§ Directions:
Here is a block of entries. Write out its lines exactly, from the first through the one containing "pub async fn migrate(&self)".

§ Provided entries:
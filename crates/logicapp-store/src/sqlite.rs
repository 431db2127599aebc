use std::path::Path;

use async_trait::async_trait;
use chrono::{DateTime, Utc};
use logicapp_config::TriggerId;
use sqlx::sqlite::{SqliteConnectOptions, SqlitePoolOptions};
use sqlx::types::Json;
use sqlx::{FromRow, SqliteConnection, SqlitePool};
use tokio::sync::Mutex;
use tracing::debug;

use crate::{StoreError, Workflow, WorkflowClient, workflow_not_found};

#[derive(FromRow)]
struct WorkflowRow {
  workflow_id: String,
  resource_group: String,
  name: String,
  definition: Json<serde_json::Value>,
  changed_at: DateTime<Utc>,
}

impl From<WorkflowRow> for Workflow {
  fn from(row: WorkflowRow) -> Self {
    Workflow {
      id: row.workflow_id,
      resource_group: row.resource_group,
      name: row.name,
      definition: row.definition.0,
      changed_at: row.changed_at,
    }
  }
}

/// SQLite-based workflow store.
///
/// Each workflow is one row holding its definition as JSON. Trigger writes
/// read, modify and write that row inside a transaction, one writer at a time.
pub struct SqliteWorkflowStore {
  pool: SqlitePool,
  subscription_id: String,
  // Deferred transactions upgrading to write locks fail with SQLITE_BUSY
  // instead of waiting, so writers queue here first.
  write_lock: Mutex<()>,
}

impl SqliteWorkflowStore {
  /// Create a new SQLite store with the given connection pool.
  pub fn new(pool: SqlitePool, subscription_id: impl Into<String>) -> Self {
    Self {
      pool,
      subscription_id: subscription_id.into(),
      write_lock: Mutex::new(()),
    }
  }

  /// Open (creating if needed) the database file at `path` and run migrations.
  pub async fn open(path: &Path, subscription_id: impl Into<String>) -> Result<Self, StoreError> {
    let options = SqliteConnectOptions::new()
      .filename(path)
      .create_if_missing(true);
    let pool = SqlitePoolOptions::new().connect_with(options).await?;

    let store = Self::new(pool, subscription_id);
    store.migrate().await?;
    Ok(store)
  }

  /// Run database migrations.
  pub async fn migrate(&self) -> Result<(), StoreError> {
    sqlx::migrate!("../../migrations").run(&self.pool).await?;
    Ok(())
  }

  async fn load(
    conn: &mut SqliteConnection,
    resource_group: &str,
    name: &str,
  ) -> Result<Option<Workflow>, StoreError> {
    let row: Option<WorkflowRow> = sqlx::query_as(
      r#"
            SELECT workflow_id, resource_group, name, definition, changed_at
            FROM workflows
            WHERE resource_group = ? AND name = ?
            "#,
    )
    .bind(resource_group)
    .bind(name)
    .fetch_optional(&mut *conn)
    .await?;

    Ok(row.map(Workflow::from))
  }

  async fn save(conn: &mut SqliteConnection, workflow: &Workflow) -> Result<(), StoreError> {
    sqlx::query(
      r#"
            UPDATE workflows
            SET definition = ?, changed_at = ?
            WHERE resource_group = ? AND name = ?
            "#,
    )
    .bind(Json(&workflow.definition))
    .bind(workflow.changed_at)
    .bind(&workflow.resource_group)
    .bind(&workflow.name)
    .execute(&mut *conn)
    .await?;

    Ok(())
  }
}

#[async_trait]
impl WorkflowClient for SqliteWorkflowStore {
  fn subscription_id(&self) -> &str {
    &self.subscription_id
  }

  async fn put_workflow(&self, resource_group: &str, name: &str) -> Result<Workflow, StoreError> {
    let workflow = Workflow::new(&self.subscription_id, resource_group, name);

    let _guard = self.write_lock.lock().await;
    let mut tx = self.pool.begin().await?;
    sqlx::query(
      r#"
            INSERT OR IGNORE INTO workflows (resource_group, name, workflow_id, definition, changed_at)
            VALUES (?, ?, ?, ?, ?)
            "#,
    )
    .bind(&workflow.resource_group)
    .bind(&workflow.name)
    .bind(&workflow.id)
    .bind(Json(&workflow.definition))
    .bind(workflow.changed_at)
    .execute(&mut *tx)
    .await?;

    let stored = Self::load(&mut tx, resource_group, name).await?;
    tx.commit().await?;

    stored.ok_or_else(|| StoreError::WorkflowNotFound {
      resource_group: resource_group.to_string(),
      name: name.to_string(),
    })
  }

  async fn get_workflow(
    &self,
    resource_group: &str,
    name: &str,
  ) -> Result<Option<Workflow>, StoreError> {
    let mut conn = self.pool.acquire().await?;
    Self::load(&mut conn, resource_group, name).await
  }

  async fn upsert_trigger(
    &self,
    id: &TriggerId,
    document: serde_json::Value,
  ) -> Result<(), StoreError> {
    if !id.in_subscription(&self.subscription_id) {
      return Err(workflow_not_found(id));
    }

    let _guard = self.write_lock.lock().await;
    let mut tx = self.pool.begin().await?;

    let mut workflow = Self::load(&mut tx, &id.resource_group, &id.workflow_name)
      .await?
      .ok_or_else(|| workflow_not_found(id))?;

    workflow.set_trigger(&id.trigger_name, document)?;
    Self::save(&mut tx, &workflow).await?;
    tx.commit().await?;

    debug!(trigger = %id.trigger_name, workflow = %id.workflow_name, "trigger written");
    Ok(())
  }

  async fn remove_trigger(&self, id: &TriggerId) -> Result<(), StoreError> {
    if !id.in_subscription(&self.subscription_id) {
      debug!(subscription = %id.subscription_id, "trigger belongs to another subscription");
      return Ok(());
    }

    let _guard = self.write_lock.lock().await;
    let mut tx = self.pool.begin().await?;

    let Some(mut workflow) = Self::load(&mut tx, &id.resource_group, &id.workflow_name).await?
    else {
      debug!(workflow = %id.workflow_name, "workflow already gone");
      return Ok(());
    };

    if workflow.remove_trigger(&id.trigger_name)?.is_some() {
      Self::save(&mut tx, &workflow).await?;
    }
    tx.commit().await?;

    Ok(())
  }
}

§ Result of this task:
filename crates/logicapp-store/src/sqlite.rs
repository 431db2127599aebc
use std::path::Path;

use async_trait::async_trait;
use chrono::{DateTime, Utc};
use logicapp_config::TriggerId;
use sqlx::sqlite::{SqliteConnectOptions, SqlitePoolOptions};
use sqlx::types::Json;
use sqlx::{FromRow, SqliteConnection, SqlitePool};
use tokio::sync::Mutex;
use tracing::debug;

use crate::{StoreError, Workflow, WorkflowClient, workflow_not_found};

#[derive(FromRow)]
struct WorkflowRow {
  workflow_id: String,
  resource_group: String,
  name: String,
  definition: Json<serde_json::Value>,
  changed_at: DateTime<Utc>,
}

impl From<WorkflowRow> for Workflow {
  fn from(row: WorkflowRow) -> Self {
    Workflow {
      id: row.workflow_id,
      resource_group: row.resource_group,
      name: row.name,
      definition: row.definition.0,
      changed_at: row.changed_at,
    }
  }
}

/// SQLite-based workflow store.
///
/// Each workflow is one row holding its definition as JSON. Trigger writes
/// read, modify and write that row inside a transaction, one writer at a time.
pub struct SqliteWorkflowStore {
  pool: SqlitePool,
  subscription_id: String,
  // Deferred transactions upgrading to write locks fail with SQLITE_BUSY
  // instead of waiting, so writers queue here first.
  write_lock: Mutex<()>,
}

impl SqliteWorkflowStore {
  /// Create a new SQLite store with the given connection pool.
  pub fn new(pool: SqlitePool, subscription_id: impl Into<String>) -> Self {
    Self {
      pool,
      subscription_id: subscription_id.into(),
      write_lock: Mutex::new(()),
    }
  }

  /// Open (creating if needed) the database file at `path` and run migrations.
  pub async fn open(path: &Path, subscription_id: impl Into<String>) -> Result<Self, StoreError> {
    let options = SqliteConnectOptions::new()
      .filename(path)
      .create_if_missing(true);
    let pool = SqlitePoolOptions::new().connect_with(options).await?;

    let store = Self::new(pool, subscription_id);
    store.migrate().await?;
    Ok(store)
  }

  /// Run database migrations.
  pub async fn migrate(&self) -> Result<(), StoreError> {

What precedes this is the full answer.